CHINA - Tobacco advertisers in China are taking to new media, particularly social networking platforms, to circumvent regulations and target the younger generation, according to an NGO report released on Tuesday.

The report, compiled by ThinkTank Research Center for Health Development, which is committed to tobacco control, comes ahead of World No Tobacco Day on May 31, whose theme this year is banning tobacco advertising, promotion and sponsorship.

China has the world's largest population of smokers, "and now the industry is beginning to promote its products online via new media, as current laws do not cover this emerging phenomenon", said Wu Yiqun, the centre's deputy director.

China's Advertisement Law bans advertising tobacco products through mass media such as television, radio, newspapers, magazines and journals.

"That obviously has not adapted to the shifting media landscape, which in general moves online and toward smartphones," said Huang Jinrong, a law researcher at the Chinese Academy of Social Sciences.

The Chinese mainland has more than 564 million Internet users, 420 million of whom access the Internet via cellphones.

"A huge number of them are young people, who the tobacco industry is struggling to win over as loyal consumers," Wu said.

Tobacco advertisers have turned to new-media platforms, including micro blogs and Tencent's popular messaging service, Weixin (marketed internationally as WeChat), as well as tobacco-themed online forums and tobacco company websites, she said.

In a typical case, a cigarette company named Taishan Mountain opened a micro blog on Sina Weibo to routinely promote its products, related cultural and historical information, and corporate social responsibility events, according to the NGO report. It now has 120,000 followers.

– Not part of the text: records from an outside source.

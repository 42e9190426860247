//! HTTP client for the backend agent
//!
//! Covers the streaming and single-shot chat endpoints plus the speech
//! endpoints used by playback (cloud TTS and the talking-head service).

use super::events::StreamEvent;
use super::ingest::{ingest, reject_status, AbandonFlag, IngestOutcome};
use crate::integration::config::AgentConfig;
use crate::{LunaError, Result};
use async_trait::async_trait;
use serde::{Deserialize, Serialize};
use serde_json::Value;
use std::time::Duration;
use tracing::{debug, info, warn};

/// Questions offered when the backend cannot provide any
pub const FALLBACK_QUESTIONS: [&str; 4] = [
    "Tell me about One Development",
    "What projects are available?",
    "What are the payment plans?",
    "Where are you located?",
];

#[derive(Debug, Clone, Serialize)]
pub struct ChatRequest<'a> {
    pub message: &'a str,
    pub session_id: &'a str,
}

#[derive(Debug, Clone, Default, PartialEq, Deserialize)]
pub struct ChatMetadata {
    #[serde(default)]
    pub thinking: Option<String>,
    #[serde(default)]
    pub tools_used: Vec<String>,
    #[serde(default)]
    pub reasoning_steps: Vec<Value>,
}

/// Body of `POST /chat/`
#[derive(Debug, Clone, Default, PartialEq, Deserialize)]
pub struct ChatResponse {
    pub response: String,
    #[serde(default)]
    pub intent: Option<String>,
    #[serde(default)]
    pub entities: Value,
    #[serde(default)]
    pub suggested_actions: Vec<String>,
    #[serde(default)]
    pub metadata: ChatMetadata,
}

impl ChatResponse {
    pub fn from_text(text: impl Into<String>) -> Self {
        Self {
            response: text.into(),
            ..Default::default()
        }
    }
}

#[derive(Debug, Clone, Deserialize)]
pub struct SuggestedQuestion {
    pub id: Value,
    pub question: String,
}

#[derive(Debug, Clone, Serialize)]
struct TtsRequest<'a> {
    text: &'a str,
    voice: &'a str,
}

#[derive(Debug, Clone, Serialize)]
struct AvatarRequest<'a> {
    text: &'a str,
    audio_url: Option<&'a str>,
    voice_id: &'a str,
    quality: &'a str,
}

/// Successful reply from the talking-head service
#[derive(Debug, Clone, PartialEq, Deserialize)]
pub struct AvatarClip {
    pub video_url: String,
    #[serde(default)]
    pub audio_url: Option<String>,
    #[serde(default)]
    pub video_id: Option<String>,
    #[serde(default)]
    pub duration: Option<f64>,
    #[serde(default)]
    pub status: Option<String>,
}

#[derive(Debug, Deserialize)]
struct AvatarBody {
    #[serde(default)]
    fallback: bool,
    #[serde(default)]
    error: Option<String>,
    #[serde(default)]
    video_url: Option<String>,
    #[serde(default)]
    audio_url: Option<String>,
    #[serde(default)]
    video_id: Option<String>,
    #[serde(default)]
    duration: Option<f64>,
    #[serde(default)]
    status: Option<String>,
}

impl AvatarBody {
    fn into_clip(self) -> Result<AvatarClip> {
        if self.fallback {
            return Err(LunaError::SynthesisError(
                self.error.unwrap_or_else(|| "avatar service requested fallback".to_string()),
            ));
        }
        let video_url = self
            .video_url
            .ok_or_else(|| LunaError::SynthesisError("avatar reply without video_url".into()))?;
        Ok(AvatarClip {
            video_url,
            audio_url: self.audio_url,
            video_id: self.video_id,
            duration: self.duration,
            status: self.status,
        })
    }
}

#[derive(Debug, Deserialize)]
struct HealthBody {
    #[serde(default)]
    status: String,
}

/// The chat half of the agent, as used by the fallback controller
#[async_trait]
pub trait ChatTransport: Send + Sync {
    /// Stream one answer, handing events to `on_event` in arrival order
    async fn stream_chat(
        &self,
        text: &str,
        session_id: &str,
        abandon: &AbandonFlag,
        on_event: &mut (dyn FnMut(StreamEvent) + Send),
    ) -> Result<IngestOutcome>;

    /// Request one complete answer
    async fn chat(&self, text: &str, session_id: &str) -> Result<ChatResponse>;
}

/// reqwest-backed agent client
#[derive(Clone)]
pub struct AgentClient {
    http: reqwest::Client,
    config: AgentConfig,
}

impl AgentClient {
    pub fn new(config: AgentConfig) -> Result<Self> {
        let http = reqwest::Client::builder()
            .connect_timeout(Duration::from_secs(10))
            .build()
            .map_err(|e| LunaError::ConfigError(format!("Failed to build HTTP client: {}", e)))?;

        Ok(Self { http, config })
    }

    pub fn config(&self) -> &AgentConfig {
        &self.config
    }

    fn url(&self, path: &str) -> String {
        format!("{}/{}", self.config.api_url.trim_end_matches('/'), path)
    }

    fn request_timeout(&self) -> Duration {
        Duration::from_secs(self.config.request_timeout_secs)
    }

    /// Synthesize `text` in the cloud; returns the encoded audio bytes
    pub async fn tts_generate(&self, text: &str, voice: &str) -> Result<Vec<u8>> {
        debug!("[TTS] Generating ({}) for {} chars", voice, text.len());

        let response = self
            .http
            .post(self.url("tts/generate/"))
            .timeout(self.request_timeout())
            .json(&TtsRequest { text, voice })
            .send()
            .await
            .map_err(|e| LunaError::SynthesisError(format!("TTS request failed: {}", e)))?;

        let status = response.status();
        if !status.is_success() {
            return Err(LunaError::SynthesisError(format!("TTS failed with status {}", status)));
        }

        let bytes = response
            .bytes()
            .await
            .map_err(|e| LunaError::SynthesisError(format!("TTS body read failed: {}", e)))?;
        Ok(bytes.to_vec())
    }

    /// Ask the talking-head service for a clip of `text`
    ///
    /// A `{fallback: true}` reply (on any status) becomes a
    /// [`LunaError::SynthesisError`], as do timeouts.
    pub async fn avatar_generate(&self, text: &str, audio_url: Option<&str>) -> Result<AvatarClip> {
        let request = AvatarRequest {
            text,
            audio_url,
            voice_id: &self.config.avatar_voice_id,
            quality: &self.config.avatar_quality,
        };

        let response = self
            .http
            .post(self.url("avatar/generate/"))
            .timeout(Duration::from_secs(self.config.avatar_timeout_secs))
            .json(&request)
            .send()
            .await
            .map_err(|e| LunaError::SynthesisError(format!("Avatar request failed: {}", e)))?;

        let status = response.status();
        let body: AvatarBody = response.json().await.map_err(|e| {
            LunaError::SynthesisError(format!("Avatar reply unreadable (status {}): {}", status, e))
        })?;

        if !status.is_success() && !body.fallback {
            return Err(LunaError::SynthesisError(format!(
                "Avatar generation failed with status {}",
                status
            )));
        }

        body.into_clip()
    }

    /// Whether the talking-head service reports itself healthy
    pub async fn avatar_health(&self) -> bool {
        let response = match self
            .http
            .get(self.url("avatar/health/"))
            .timeout(self.request_timeout())
            .send()
            .await
        {
            Ok(response) => response,
            Err(e) => {
                warn!("Avatar health check failed: {}", e);
                return false;
            }
        };

        match response.json::<HealthBody>().await {
            Ok(body) => {
                let healthy = body.status == "healthy";
                info!("Avatar service status: {}", body.status);
                healthy
            }
            Err(e) => {
                warn!("Avatar health reply unreadable: {}", e);
                false
            }
        }
    }

    /// Fetch starter questions, falling back to the built-in list
    pub async fn suggested_questions(&self, count: usize) -> Vec<String> {
        let result = async {
            let response = self
                .http
                .get(self.url("suggested-questions/"))
                .query(&[("count", count)])
                .timeout(self.request_timeout())
                .send()
                .await?
                .error_for_status()?;
            response.json::<Vec<SuggestedQuestion>>().await
        }
        .await;

        match result {
            Ok(questions) if !questions.is_empty() => {
                questions.into_iter().map(|q| q.question).take(count).collect()
            }
            Ok(_) => fallback_questions(count),
            Err(e) => {
                warn!("Error fetching suggested questions: {}", e);
                fallback_questions(count)
            }
        }
    }
}

fn fallback_questions(count: usize) -> Vec<String> {
    FALLBACK_QUESTIONS
        .iter()
        .take(count.max(1))
        .map(|q| q.to_string())
        .collect()
}

#[async_trait]
impl ChatTransport for AgentClient {
    async fn stream_chat(
        &self,
        text: &str,
        session_id: &str,
        abandon: &AbandonFlag,
        on_event: &mut (dyn FnMut(StreamEvent) + Send),
    ) -> Result<IngestOutcome> {
        let url = self.url("chat/stream/");
        info!("[Stream] Starting stream to: {}", url);

        let response = self
            .http
            .post(&url)
            .json(&ChatRequest {
                message: text,
                session_id,
            })
            .send()
            .await
            .map_err(|e| LunaError::TransportError(e.to_string()))?;

        let status = response.status();
        debug!("[Stream] Response received, status: {}", status);
        if !status.is_success() {
            return Err(reject_status(status.as_u16(), on_event));
        }

        ingest(response.bytes_stream(), abandon, on_event).await
    }

    async fn chat(&self, text: &str, session_id: &str) -> Result<ChatResponse> {
        let response = self
            .http
            .post(self.url("chat/"))
            .timeout(self.request_timeout())
            .json(&ChatRequest {
                message: text,
                session_id,
            })
            .send()
            .await?;

        let status = response.status();
        if !status.is_success() {
            return Err(LunaError::HttpStatus(status.as_u16()));
        }

        let body: ChatResponse = response
            .json()
            .await
            .map_err(|e| LunaError::TransportError(format!("Chat reply unreadable: {}", e)))?;
        Ok(body)
    }
}
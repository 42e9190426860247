//! Pure per-turn transition function
//!
//! `reduce` folds one [`StreamEvent`] into an assistant [`Message`]. The
//! timestamp is passed in, so replaying the same events at the same times
//! always yields the same message. Ill-ordered input (phase regression,
//! events after `done`) is logged and leaves the message untouched.

use crate::agent::StreamEvent;
use crate::messages::{CurrentAction, Message, Phase, Verification};
use chrono::{DateTime, Utc};
use tracing::warn;

/// Result of one reduction step
#[derive(Debug, Clone, PartialEq)]
pub struct Transition {
    pub message: Message,
    /// Session-level error raised by this event, if any
    pub session_error: Option<String>,
}

impl Transition {
    fn unchanged(message: Message) -> Self {
        Self {
            message,
            session_error: None,
        }
    }
}

/// Apply `event` to `message` at time `now`
pub fn reduce(mut message: Message, event: &StreamEvent, now: DateTime<Utc>) -> Transition {
    if message.phase.is_terminal() && !event.is_done() {
        warn!("Ignoring '{}' event after turn completed", event.kind());
        return Transition::unchanged(message);
    }

    let mut session_error = None;

    match event {
        StreamEvent::Phase(name) => {
            let Some(next) = Phase::from_name(name) else {
                warn!("Ignoring unknown phase '{}'", name);
                return Transition::unchanged(message);
            };
            if next != message.phase && !message.phase.can_advance_to(next) {
                warn!("Ignoring phase regression {} -> {}", message.phase, next);
                return Transition::unchanged(message);
            }
            enter_phase(&mut message, next, now);
        }

        StreamEvent::ThinkingToken(text) => {
            if message.phase == Phase::Thinking {
                message.thinking_buffer.push_str(text);
            }
        }

        StreamEvent::ThinkingDone => {
            mark_thinking_ended(&mut message, now);
        }

        StreamEvent::ToolStart { tool, query } => {
            message.thinking_buffer.clear();
            if message.phase == Phase::Thinking {
                message.phase = Phase::Tool;
            }
            message.current_action = CurrentAction::Tool {
                tool: tool.clone(),
                query: query.clone(),
            };
            message
                .tool_trace
                .push(crate::messages::ToolTraceEntry::pending(tool, query));
        }

        StreamEvent::ToolResult(summary) => {
            message.current_action = CurrentAction::ToolResult {
                summary: summary.clone(),
            };
            match message.tool_trace.iter_mut().rev().find(|e| e.is_pending()) {
                Some(entry) => entry.result_summary = Some(summary.clone()),
                None => warn!("Tool result without a pending tool call"),
            }
        }

        StreamEvent::Verification {
            confidence,
            level,
            sources,
            issues,
        } => {
            let verification =
                Verification::new(*confidence, level.clone(), sources.clone(), issues.clone());
            message.current_action = CurrentAction::Verifying {
                confidence: verification.confidence,
            };
            message.verification = Some(verification);
        }

        StreamEvent::ResponseReplaced(text) => {
            message.response_buffer = text.clone();
            message.content = text.clone();
            message.response_sealed = true;
        }

        StreamEvent::ResponseToken(text) => {
            if message.response_sealed {
                return Transition::unchanged(message);
            }
            message.response_buffer.push_str(text);
            message.content.clone_from(&message.response_buffer);
        }

        StreamEvent::Done(actions) => {
            message.phase = Phase::Done;
            message.current_action = CurrentAction::None;
            message.is_streaming = false;
            message.suggested_follow_ups = actions.clone();
            mark_thinking_ended(&mut message, now);
        }

        StreamEvent::Error(text) => {
            message.current_action = CurrentAction::Error {
                message: text.clone(),
            };
            session_error = Some(text.clone());
        }
    }

    Transition {
        message,
        session_error,
    }
}

/// Fold a whole event sequence, as a replay would
pub fn replay<'a, I>(message: Message, events: I, now: DateTime<Utc>) -> Message
where
    I: IntoIterator<Item = &'a StreamEvent>,
{
    events
        .into_iter()
        .fold(message, |message, event| reduce(message, event, now).message)
}

fn enter_phase(message: &mut Message, phase: Phase, now: DateTime<Utc>) {
    message.phase = phase;
    // A new phase lifts the seal placed by a response rewrite
    message.response_sealed = false;

    match phase {
        Phase::Thinking => {
            message.current_action = CurrentAction::Thinking;
        }
        Phase::Tool => {}
        Phase::Responding => {
            message.current_action = CurrentAction::Responding;
            message.thinking_buffer.clear();
            mark_thinking_ended(message, now);
        }
        Phase::Done => {
            message.current_action = CurrentAction::None;
            message.is_streaming = false;
            mark_thinking_ended(message, now);
        }
    }
}

fn mark_thinking_ended(message: &mut Message, now: DateTime<Utc>) {
    if message.thinking_ended_at.is_none() {
        message.thinking_ended_at = Some(now);
    }
}
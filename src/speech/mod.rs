//! Speech input: continuous recognition with silence-based auto-send
//!
//! This module provides:
//! - The platform recognizer contract
//! - The utterance state machine and its capture loop
//! - Microphone levels and the waveform ring

pub mod activity;
pub mod capture;
#[cfg(feature = "audio-io")]
pub mod microphone;
pub mod recognizer;

pub use activity::{normalized_level, AmplitudeRing};
pub use capture::{
    CaptureDriver, CaptureHandle, CaptureSignal, CaptureStep, MicLevel, UtteranceCapture,
    UtteranceSession,
};
#[cfg(feature = "audio-io")]
pub use microphone::Microphone;
pub use recognizer::{RecognitionErrorKind, RecognitionEvent, SpeechRecognizer};
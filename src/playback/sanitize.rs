//! Text cleanup before synthesis, so markdown and symbols are not read aloud

use regex::Regex;
use std::sync::OnceLock;

/// (pattern, replacement) pairs applied in order
const RULES: &[(&str, &str)] = &[
    // Code
    (r"```[\s\S]*?```", " code block "),
    (r"`[^`]+`", " "),
    // Headers
    (r"(?m)^#{1,6}\s+", ""),
    // Emphasis (keep the text)
    (r"\*\*([^*]+)\*\*", "${1}"),
    (r"\*([^*]+)\*", "${1}"),
    (r"__([^_]+)__", "${1}"),
    (r"_([^_]+)_", "${1}"),
    // List markers
    (r"(?m)^[ \t]*[-*+•][ \t]+", ""),
    (r"(?m)^[ \t]*\d+\.[ \t]+", ""),
    // Images, then links (keep link text), then bare URLs
    (r"!\[([^\]]*)\]\([^)]+\)", ""),
    (r"\[([^\]]+)\]\([^)]+\)", "${1}"),
    (r"https?://\S+", ""),
    // HTML tags
    (r"<[^>]+>", ""),
    // Symbols that get read literally
    (r"[#@&|\\/<>{}\[\]^~`]", ""),
    // Currency and percentages
    (r"\$(\d+)", "${1} dollars"),
    (r"(?i)AED\s*(\d+)", "${1} dirhams"),
    (r"(\d+)%", "${1} percent"),
    // Excess punctuation
    (r"\.{3,}", "... "),
    (r"!{2,}", "!"),
    (r"\?{2,}", "?"),
    // Whitespace
    (r"\s+", " "),
];

fn rules() -> &'static [(Regex, &'static str)] {
    static COMPILED: OnceLock<Vec<(Regex, &'static str)>> = OnceLock::new();
    COMPILED.get_or_init(|| {
        RULES
            .iter()
            .filter_map(|(pattern, replacement)| {
                Regex::new(pattern).ok().map(|re| (re, *replacement))
            })
            .collect()
    })
}

/// Clean `text` for speaking
pub fn sanitize_for_speech(text: &str) -> String {
    let mut cleaned = text.to_string();
    for (re, replacement) in rules() {
        cleaned = re.replace_all(&cleaned, *replacement).into_owned();
    }
    cleaned.trim().to_string()
}
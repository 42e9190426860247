use crate::speech::normalized_level;
use crate::{LunaError, Result};
use hound::{SampleFormat, WavReader};
use std::io::Cursor;
use std::time::Duration;
use tracing::debug;

/// Window used for one amplitude value
pub const ENVELOPE_WINDOW: Duration = Duration::from_millis(20);

/// Amplitude over time for a decoded reply, used to drive the mouth
#[derive(Debug, Clone, PartialEq)]
pub struct AmplitudeEnvelope {
    window: Duration,
    values: Vec<f32>,
    duration: Duration,
}

impl AmplitudeEnvelope {
    /// Normalized amplitude at `position`; zero past the end
    pub fn at(&self, position: Duration) -> f32 {
        if self.values.is_empty() || self.window.is_zero() {
            return 0.0;
        }
        let index = (position.as_secs_f64() / self.window.as_secs_f64()) as usize;
        self.values.get(index).copied().unwrap_or(0.0)
    }

    pub fn duration(&self) -> Duration {
        self.duration
    }

    pub fn len(&self) -> usize {
        self.values.len()
    }

    pub fn is_empty(&self) -> bool {
        self.values.is_empty()
    }
}

/// Decode WAV bytes and build their envelope
///
/// Other encodings return an error; callers fall back to text-only lip-sync.
pub fn amplitude_envelope(bytes: &[u8]) -> Result<AmplitudeEnvelope> {
    let mut reader = WavReader::new(Cursor::new(bytes))
        .map_err(|e| LunaError::PlaybackError(format!("Not a WAV reply: {}", e)))?;

    let spec = reader.spec();
    let channels = spec.channels.max(1) as usize;

    let samples: Vec<f32> = match (spec.sample_format, spec.bits_per_sample) {
        (SampleFormat::Float, _) => reader
            .samples::<f32>()
            .collect::<std::result::Result<_, _>>()
            .map_err(|e| LunaError::PlaybackError(format!("Failed to read sample: {}", e)))?,
        (SampleFormat::Int, bits) => {
            let scale = (1i64 << (bits.clamp(1, 32) - 1)) as f32;
            reader
                .samples::<i32>()
                .map(|s| s.map(|v| v as f32 / scale))
                .collect::<std::result::Result<_, _>>()
                .map_err(|e| LunaError::PlaybackError(format!("Failed to read sample: {}", e)))?
        }
    };

    // Mix down to mono
    let mono: Vec<f32> = samples
        .chunks(channels)
        .map(|frame| frame.iter().sum::<f32>() / frame.len() as f32)
        .collect();

    let rate = spec.sample_rate.max(1);
    let per_window = ((rate as u128 * ENVELOPE_WINDOW.as_millis()) / 1000).max(1) as usize;
    let values: Vec<f32> = mono.chunks(per_window).map(normalized_level).collect();
    let duration = Duration::from_nanos(mono.len() as u64 * 1_000_000_000 / rate as u64);

    debug!(
        "Envelope: {} Hz, {} channels, {:?}, {} windows",
        rate,
        channels,
        duration,
        values.len()
    );

    Ok(AmplitudeEnvelope {
        window: ENVELOPE_WINDOW,
        values,
        duration,
    })
}
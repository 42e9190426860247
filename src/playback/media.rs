//! Playback collaborators: media elements, on-device speech and the
//! synthesis services

use crate::agent::{AgentClient, AvatarClip};
use crate::Result;
use async_trait::async_trait;
use std::time::Duration;

/// What a media element plays
#[derive(Debug, Clone, PartialEq)]
pub enum MediaSource {
    /// Encoded audio from cloud synthesis
    Audio(Vec<u8>),
    /// Talking-head clip with embedded audio
    Video(String),
}

/// One playing (or loaded) audio/video element
pub trait MediaElement: Send {
    /// Begin playback; returns once playback has started
    fn play(&mut self) -> Result<()>;

    /// Halt playback immediately
    fn stop(&mut self);

    /// Current play-head position
    fn position(&self) -> Duration;

    /// Total length if the element knows it
    fn duration(&self) -> Option<Duration>;

    /// Playback reached the end (or the element failed)
    fn is_finished(&self) -> bool;
}

/// Creates media elements
pub trait MediaBackend: Send + Sync {
    fn load(&self, source: MediaSource) -> Result<Box<dyn MediaElement>>;
}

/// On-device speech synthesis, the last fallback tier
pub trait DeviceSpeech: Send + Sync {
    /// Start speaking `text`
    fn speak(&self, text: &str, rate: f32, pitch: f32) -> Result<()>;

    fn cancel(&self);

    fn is_speaking(&self) -> bool;
}

/// Remote synthesis services
#[async_trait]
pub trait SpeechBackend: Send + Sync {
    /// Cloud TTS; returns encoded audio
    async fn synthesize(&self, text: &str, voice: &str) -> Result<Vec<u8>>;

    /// Talking-head clip for `text`
    async fn render_avatar(&self, text: &str) -> Result<AvatarClip>;

    /// Whether the talking-head service is up
    async fn avatar_available(&self) -> bool;
}

#[async_trait]
impl SpeechBackend for AgentClient {
    async fn synthesize(&self, text: &str, voice: &str) -> Result<Vec<u8>> {
        self.tts_generate(text, voice).await
    }

    async fn render_avatar(&self, text: &str) -> Result<AvatarClip> {
        self.avatar_generate(text, None).await
    }

    async fn avatar_available(&self) -> bool {
        self.avatar_health().await
    }
}

/// Device speech that never produces sound, for text-only setups
#[derive(Debug, Default)]
pub struct SilentDevice;

impl DeviceSpeech for SilentDevice {
    fn speak(&self, text: &str, _rate: f32, _pitch: f32) -> Result<()> {
        tracing::debug!("Device speech unavailable, not speaking {} chars", text.len());
        Ok(())
    }

    fn cancel(&self) {}

    fn is_speaking(&self) -> bool {
        false
    }
}

/// Media backend for builds without an audio device
#[derive(Debug, Default)]
pub struct NoMedia;

impl MediaBackend for NoMedia {
    fn load(&self, _source: MediaSource) -> Result<Box<dyn MediaElement>> {
        Err(crate::LunaError::PlaybackError("No audio output configured".into()))
    }
}
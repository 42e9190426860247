use crate::{LunaError, Result};
use cpal::traits::{DeviceTrait, HostTrait, StreamTrait};
use cpal::{Device, Stream, StreamConfig};
use std::sync::atomic::{AtomicBool, Ordering};
use std::sync::Arc;
use tokio::sync::mpsc::UnboundedSender;
use tracing::{error, info, warn};

/// The single open microphone stream, feeding mono frames to capture
///
/// Embedders that supply a recognizer open it with
/// `CaptureHandle::frame_sender`. The CLI has no recognizer and never opens it.
pub struct Microphone {
    device: Device,
    config: StreamConfig,
    stream: Option<Stream>,
    is_open: Arc<AtomicBool>,
}

impl Microphone {
    /// Use the default input device
    pub fn new() -> Result<Self> {
        let host = cpal::default_host();

        let device = host
            .default_input_device()
            .ok_or_else(|| LunaError::AudioDeviceError("No input device available".into()))?;

        info!("Using input device: {}", device.name().unwrap_or_else(|_| "Unknown".to_string()));

        let config = device
            .default_input_config()
            .map_err(|e| LunaError::AudioDeviceError(format!("Failed to get input config: {}", e)))?
            .into();

        Ok(Self {
            device,
            config,
            stream: None,
            is_open: Arc::new(AtomicBool::new(false)),
        })
    }

    pub fn sample_rate(&self) -> u32 {
        self.config.sample_rate.0
    }

    /// Open the stream; every callback becomes one frame on `frames`
    pub fn open(&mut self, frames: UnboundedSender<Vec<f32>>) -> Result<()> {
        if self.is_open.load(Ordering::SeqCst) {
            warn!("Microphone already open");
            return Ok(());
        }

        let channels = self.config.channels as usize;
        let is_open = Arc::clone(&self.is_open);

        let stream = self
            .device
            .build_input_stream(
                &self.config,
                move |data: &[f32], _: &cpal::InputCallbackInfo| {
                    if !is_open.load(Ordering::Relaxed) {
                        return;
                    }

                    let frame = if channels == 1 {
                        data.to_vec()
                    } else {
                        data.chunks(channels)
                            .map(|frame| frame.iter().sum::<f32>() / channels as f32)
                            .collect()
                    };

                    // Receiver gone means capture shut down
                    let _ = frames.send(frame);
                },
                |err| error!("Audio input stream error: {}", err),
                None,
            )
            .map_err(|e| LunaError::AudioDeviceError(format!("Failed to build input stream: {}", e)))?;

        stream
            .play()
            .map_err(|e| LunaError::AudioDeviceError(format!("Failed to start input stream: {}", e)))?;

        self.is_open.store(true, Ordering::SeqCst);
        self.stream = Some(stream);
        info!("Microphone opened");
        Ok(())
    }

    /// Release the device
    pub fn close(&mut self) {
        self.is_open.store(false, Ordering::SeqCst);
        if self.stream.take().is_some() {
            info!("Microphone closed");
        }
    }

    pub fn is_open(&self) -> bool {
        self.is_open.load(Ordering::SeqCst)
    }
}

impl Drop for Microphone {
    fn drop(&mut self) {
        self.close();
    }
}
//! Playback of finished answers
//!
//! Per turn exactly one source plays: a talking-head clip with its own
//! audio, or synthesized audio with a client-side lip-sync track. The
//! fallback ladder is clip → cloud audio → on-device speech, and one turn is
//! never spoken twice. Starting a new playback first stops the previous
//! element and its animation task (barge-in).

use super::media::{DeviceSpeech, MediaBackend, MediaElement, MediaSource, SpeechBackend};
use super::sanitize::sanitize_for_speech;
use super::viseme::{LipSync, Viseme};
use super::wav::{amplitude_envelope, AmplitudeEnvelope};
use crate::integration::config::{AgentConfig, PlaybackConfig};
use crate::Result;
use parking_lot::Mutex;
use std::sync::atomic::{AtomicBool, AtomicU64, Ordering};
use std::sync::Arc;
use std::time::Duration;
use tokio::sync::watch;
use tokio::task::JoinHandle;
use tokio::time::{self, MissedTickBehavior};
use tracing::{debug, info, warn};

#[derive(Debug, Clone, Copy, PartialEq, Eq, Default)]
pub enum PlaybackMode {
    #[default]
    Idle,
    Synthesizing,
    Playing,
}

#[derive(Debug, Clone, Copy, PartialEq, Eq)]
pub enum PlaybackSource {
    Audio,
    Video,
}

/// Published on every animation frame
#[derive(Debug, Clone, PartialEq, Default)]
pub struct PlaybackState {
    pub mode: PlaybackMode,
    pub source: Option<PlaybackSource>,
    pub viseme: Viseme,
    pub amplitude: f32,
    pub current_word: String,
    /// Fraction of the answer played, 0–1
    pub progress: f32,
}

impl PlaybackState {
    pub fn is_active(&self) -> bool {
        self.mode != PlaybackMode::Idle
    }
}

/// How a turn ended up being spoken
#[derive(Debug, Clone, Copy, PartialEq, Eq)]
pub enum Spoken {
    Video,
    Audio,
    Device,
    /// Every tier failed; the answer stays text-only
    TextOnly,
    /// Nothing left to say after sanitizing
    Skipped,
    /// A newer playback started first
    Superseded,
}

/// What the last answer left behind for replay
#[derive(Debug, Clone)]
enum LastAnswer {
    Clip { url: String, duration: Option<Duration> },
    /// Sanitized text, spoken again through the audio tiers
    Text(String),
}

#[derive(Default)]
struct Active {
    element: Option<Arc<Mutex<Box<dyn MediaElement>>>>,
    animation: Option<JoinHandle<()>>,
}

Li Tong at ThinkTank Research Center, said micro blogs can reach vast numbers of people, and the functions of forwarding posts and leaving comments greatly enhance two-way communication. "It's cost-effective for tobacco companies, compared with other forms of advertising," she said.

More important, micro blog promotions with words, pictures and video help attract young people by exposing them to tobacco-related information, she added.

Sometimes, the promotion even goes offline, Li said, citing report findings.

The producer of Double Happiness cigarettes launched in January an event at its base in Guangzhou, Guangdong province, through Wei xin, according to the report. During the event, saleswomen gave away free samples to visitors, mostly white-collar workers.

"It's a more targeted and interesting means of promotion," Li said.

Huang said such tobacco advertising should be banned, "but so far, there remains a legal vacuum for promotions delivered through new social media."

The Chinese mainland has more than 300 million smokers, and each year at least 1 million people die from smoking-related diseases, according to the Chinese National Health and Family Planning Commission.